Eur J Clin Invest. 1985 Feb;15(1):24-9. doi: 10.1111/j.1365-2362.1985.tb00139.x.

Abstract

An oral water load of 20 ml (kg body wt)-1 was given to seventeen patients with the nephrotic syndrome and fifteen healthy control subjects. Diuresis (D), free water clearance (CH2O), plasma concentrations of arginine vasopressin (AVP), angiotensin II (AII) and aldosterone (Aldo) were determined before and 3 times during the first 4 h after loading. In the nephrotic syndrome D was significantly lower 1-2 h after loading than in the control subjects, predominantly due to a lower CH2O (2.61 and 7.01 ml min-1 (medians), P less than 0.01).
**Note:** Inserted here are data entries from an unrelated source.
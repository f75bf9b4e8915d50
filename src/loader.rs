//! Normalizes a tabular input into a validated, timestamp-sorted
//! transaction sequence.
//!
//! Recognizes the canonical fields `transaction_id`, `sender_id`,
//! `receiver_id`, `amount`, `timestamp`, plus the documented
//! case-insensitive variant names for each. Rows that fail coercion on any
//! required field are dropped and counted rather than failing the batch;
//! only a batch with zero surviving rows (or missing columns entirely)
//! fails with [`DetectionError::InvalidInput`].

use crate::error::DetectionError;
use crate::model::{RawRow, Transaction};
use chrono::{DateTime, NaiveDate, NaiveDateTime, TimeZone, Utc};
use tracing::warn;

const TIMESTAMP_FORMATS: &[&str] = &[
    "%Y-%m-%d %H:%M:%S%.f",
    "%Y-%m-%dT%H:%M:%S%.f",
    "%Y-%m-%d %H:%M",
    "%Y/%m/%d %H:%M:%S",
    "%m/%d/%Y %H:%M:%S",
];

struct FieldCandidates {
    name: &'static str,
    variants: &'static [&'static str],
}

const FIELD_CANDIDATES: &[FieldCandidates] = &[
    FieldCandidates {
        name: "transaction_id",
        variants: &[
            "transaction_id",
            "transactionid",
            "tx_id",
            "txid",
            "tx",
            "id",
            "transaction",
        ],
    },
    FieldCandidates {
        name: "sender_id",
        variants: &[
            "sender_id",
            "sender",
            "from",
            "source",
            "payer",
            "from_account",
            "sender_account",
        ],
    },
    FieldCandidates {
        name: "receiver_id",
        variants: &[
            "receiver_id",
            "receiver",
            "to",
            "target",
            "recipient",
            "to_account",
            "receiver_account",
        ],
    },
    FieldCandidates {
        name: "amount",
        variants: &["amount", "amt", "value", "transaction_amount", "volume", "sum"],
    },
    FieldCandidates {
        name: "timestamp",
        variants: &[
            "timestamp",
            "time",
            "datetime",
            "date",
            "transaction_date",
            "transaction_time",
        ],
    },
];

/// Result of a successful load: the surviving transactions plus the
/// warning counts a caller (and the pipeline summary) may want to surface.
#[derive(Debug, Clone)]
pub struct LoadOutcome {
    pub transactions: Vec<Transaction>,
    pub dropped_rows: usize,
    pub non_positive_amounts: usize,
}

/// Finds, for each canonical field, the actual column name present in
/// `rows`' first record (case-insensitive, first-match-wins over the
/// documented variant list).
fn resolve_columns(rows: &[RawRow]) -> Result<Vec<(&'static str, String)>, DetectionError> {
    let first = rows.first().ok_or_else(|| {
        DetectionError::InvalidInput("no input rows supplied".to_string())
    })?;
    let lower_to_actual: std::collections::HashMap<String, &String> = first
        .keys()
        .map(|k| (k.trim().to_lowercase(), k))
        .collect();

    let mut resolved = Vec::with_capacity(FIELD_CANDIDATES.len());
    let mut missing = Vec::new();
    for field in FIELD_CANDIDATES {
        let found = field
            .variants
            .iter()
            .find_map(|variant| lower_to_actual.get(*variant).map(|actual| (*actual).clone()));
        match found {
            Some(actual) => resolved.push((field.name, actual)),
            None => missing.push(field.name),
        }
    }

    if !missing.is_empty() {
        return Err(DetectionError::InvalidInput(format!(
            "missing required columns {:?}; found columns {:?}",
            missing,
            first.keys().collect::<Vec<_>>()
        )));
    }
    Ok(resolved)
}

fn parse_timestamp(raw: &str) -> Option<DateTime<Utc>> {
    let raw = raw.trim();
    if let Ok(dt) = DateTime::parse_from_rfc3339(raw) {
        return Some(dt.with_timezone(&Utc));
    }
    for fmt in TIMESTAMP_FORMATS {
        if let Ok(naive) = NaiveDateTime::parse_from_str(raw, fmt) {
            return Some(Utc.from_utc_datetime(&naive));
        }
    }
    if let Ok(date) = NaiveDate::parse_from_str(raw, "%Y-%m-%d") {
        return Some(Utc.from_utc_datetime(&date.and_hms_opt(0, 0, 0)?));
    }
    None
}

/// Loads and validates a batch of raw rows into timestamp-sorted
/// transactions.
pub fn load_transactions(rows: Vec<RawRow>) -> Result<LoadOutcome, DetectionError> {
    if rows.is_empty() {
        return Err(DetectionError::InvalidInput("no input rows supplied".to_string()));
    }

    let columns = resolve_columns(&rows)?;
    let col = |name: &str| columns.iter().find(|(n, _)| *n == name).map(|(_, c)| c.as_str()).unwrap();

    let mut transactions = Vec::with_capacity(rows.len());
    let mut dropped_rows = 0usize;
    let mut non_positive_amounts = 0usize;

    for row in &rows {
        let transaction_id = row.get(col("transaction_id")).map(|s| s.trim());
        let sender_id = row.get(col("sender_id")).map(|s| s.trim());
        let receiver_id = row.get(col("receiver_id")).map(|s| s.trim());
        let amount_raw = row.get(col("amount")).map(|s| s.trim());
        let timestamp_raw = row.get(col("timestamp")).map(|s| s.trim());

        let (transaction_id, sender_id, receiver_id, amount_raw, timestamp_raw) =
            match (transaction_id, sender_id, receiver_id, amount_raw, timestamp_raw) {
                (Some(a), Some(b), Some(c), Some(d), Some(e))
                    if !a.is_empty() && !b.is_empty() && !c.is_empty() && !d.is_empty() && !e.is_empty() =>
                {
                    (a, b, c, d, e)
                }
                _ => {
                    dropped_rows += 1;
                    continue;
                }
            };

        let amount: f64 = match amount_raw.parse() {
            Ok(v) if v.is_finite() => v,
            _ => {
                dropped_rows += 1;
                continue;
            }
        };

        let timestamp = match parse_timestamp(timestamp_raw) {
            Some(ts) => ts,
            None => {
                dropped_rows += 1;
                continue;
            }
        };

        if amount <= 0.0 {
            non_positive_amounts += 1;
        }

        transactions.push(Transaction {
            transaction_id: transaction_id.to_string(),
            sender_id: sender_id.to_string(),
            receiver_id: receiver_id.to_string(),
            amount,
            timestamp,
        });
    }

    if dropped_rows > 0 {
        warn!(dropped_rows, "rows dropped during load due to coercion failures");
    }
    if non_positive_amounts > 0 {
        warn!(non_positive_amounts, "transactions with non-positive amounts retained");
    }

    if transactions.is_empty() {
        return Err(DetectionError::InvalidInput(
            "no valid transactions remained after coercion".to_string(),
        ));
    }

    transactions.sort_by_key(|t| t.timestamp);

    Ok(LoadOutcome {
        transactions,
        dropped_rows,
        non_positive_amounts,
    })
}

#[cfg(test)]
mod tests {
    use super::*;

    fn row(id: &str, from: &str, to: &str, amount: &str, ts: &str) -> RawRow {
        RawRow::from([
            ("transaction_id".to_string(), id.to_string()),
            ("sender_id".to_string(), from.to_string()),
            ("receiver_id".to_string(), to.to_string()),
            ("amount".to_string(), amount.to_string()),
            ("timestamp".to_string(), ts.to_string()),
        ])
    }

    #[test]
    fn empty_input_is_invalid() {
        let err = load_transactions(vec![]).unwrap_err();
        assert!(matches!(err, DetectionError::InvalidInput(_)));
    }

    #[test]
    fn missing_required_column_is_invalid() {
        let rows = vec![RawRow::from([("amount".to_string(), "10".to_string())])];
        let err = load_transactions(rows).unwrap_err();
        assert!(matches!(err, DetectionError::InvalidInput(_)));
    }

    #[test]
    fn accepts_documented_column_variants() {
        let rows = vec![RawRow::from([
            ("tx_id".to_string(), "T1".to_string()),
            ("from".to_string(), "A".to_string()),
            ("to".to_string(), "B".to_string()),
            ("amt".to_string(), "500".to_string()),
            ("datetime".to_string(), "2024-01-01 10:00:00".to_string()),
        ])];
        let outcome = load_transactions(rows).unwrap();
        assert_eq!(outcome.transactions.len(), 1);
        assert_eq!(outcome.transactions[0].sender_id, "A");
    }

    #[test]
    fn drops_unparseable_rows_but_keeps_others() {
        let rows = vec![
            row("T1", "A", "B", "100", "2024-01-01 10:00:00"),
            row("T2", "A", "B", "not-a-number", "2024-01-01 11:00:00"),
        ];
        let outcome = load_transactions(rows).unwrap();
        assert_eq!(outcome.transactions.len(), 1);
        assert_eq!(outcome.dropped_rows, 1);
    }

    #[test]
    fn non_positive_amounts_are_warned_not_dropped() {
        let rows = vec![row("T1", "A", "B", "-50", "2024-01-01 10:00:00")];
        let outcome = load_transactions(rows).unwrap();
        assert_eq!(outcome.transactions.len(), 1);
        assert_eq!(outcome.non_positive_amounts, 1);
    }

    #[test]
    fn all_rows_failing_coercion_is_invalid() {
        let rows = vec![row("T1", "A", "B", "nope", "2024-01-01 10:00:00")];
        let err = load_transactions(rows).unwrap_err();
        assert!(matches!(err, DetectionError::InvalidInput(_)));
    }

    #[test]
    fn sorts_by_timestamp_ascending() {
        let rows = vec![
            row("T2", "A", "B", "100", "2024-01-02 10:00:00"),
            row("T1", "A", "B", "100", "2024-01-01 10:00:00"),
        ];
        let outcome = load_transactions(rows).unwrap();
        assert_eq!(outcome.transactions[0].transaction_id, "T1");
        assert_eq!(outcome.transactions[1].transaction_id, "T2");
    }
}
//! Runs the pipeline and prints the full JSON report, for piping into
//! downstream tooling.

use fraud_ring_detector::{run_detection, DetectionConfig, RawRow};

fn row(id: &str, from: &str, to: &str, amount: &str, ts: &str) -> RawRow {
    RawRow::from([
        ("transaction_id".to_string(), id.to_string()),
        ("sender_id".to_string(), from.to_string()),
        ("receiver_id".to_string(), to.to_string()),
        ("amount".to_string(), amount.to_string()),
        ("timestamp".to_string(), ts.to_string()),
    ])
}

fn main() {
    tracing_subscriber::fmt::init();

    let rows = vec![
        row("T1", "A", "B", "2000", "2024-05-01 00:00:00"),
        row("T2", "B", "C", "2000", "2024-05-01 01:00:00"),
        row("T3", "C", "A", "2000", "2024-05-01 02:00:00"),
    ];

    let report = run_detection(rows, &DetectionConfig::default()).expect("detection batch is valid");
    let json = serde_json::to_string_pretty(&report).expect("report serializes");
    println!("{json}");
}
Creatinine clearance and the maximum increase in CH2O were significantly correlated in patients with the nephrotic syndrome (rho = 0.721, n = 17, P less than 0.01) and the control subjects (rho = 0.596, n = 15, P less than 0.01). AVP was reduced in both groups during loading, but AVP was clearly elevated in the patients with the nephrotic syndrome when compared to the control subjects both before (3.0 and 1.9 pmol 1(-1), P less than 0.01) and during loading. There was a significantly negative correlation between CH2O and AVP in both groups. AII and Aldo were reduced during loading, but the levels were the same in the patients and in the control group, and AII and Aldo were not correlated to CH2O. It is concluded that patients with the nephrotic syndrome excrete an oral water load more slowly than healthy control subjects, and that this phenomenon partly is due to reduced glomerular filtration rate and partly to increased AVP.

摘要

给17例肾病综合征患者和15名健康对照者口服20 ml/(kg体重)的水负荷。在负荷前及负荷后4小时内的3个时间点,测定利尿(D)、自由水清除率(CH2O)、精氨酸加压素(AVP)、血管紧张素II(AII)和醛固酮(Aldo)的血浆浓度。肾病综合征患者在负荷后1 - 2小时的D显著低于对照者,主要是由于CH2O较低(中位数分别为2.61和7.01 ml/min,P < 0.01)。肾病综合征患者和对照者的肌酐清除率与CH2O的最大增加值显著相关(肾病综合征患者rho = 0.721,n = 17,P < 0.01;对照者rho = 0.596,n = 15,P < 0.01)。两组在负荷期间AVP均降低,但肾病综合征患者在负荷前(分别为3.0和1.9 pmol/L,P < 0.01)及负荷期间与对照者相比,AVP明显升高。两组的CH2O与AVP之间均存在显著负相关。负荷期间AII和Aldo降低,但患者组和对照组的水平相同,且AII和Aldo与CH2O无关。结论是,肾病综合征患者口服水负荷后排泄比健康对照者更慢,这种现象部分归因于肾小球滤过率降低,部分归因于AVP增加。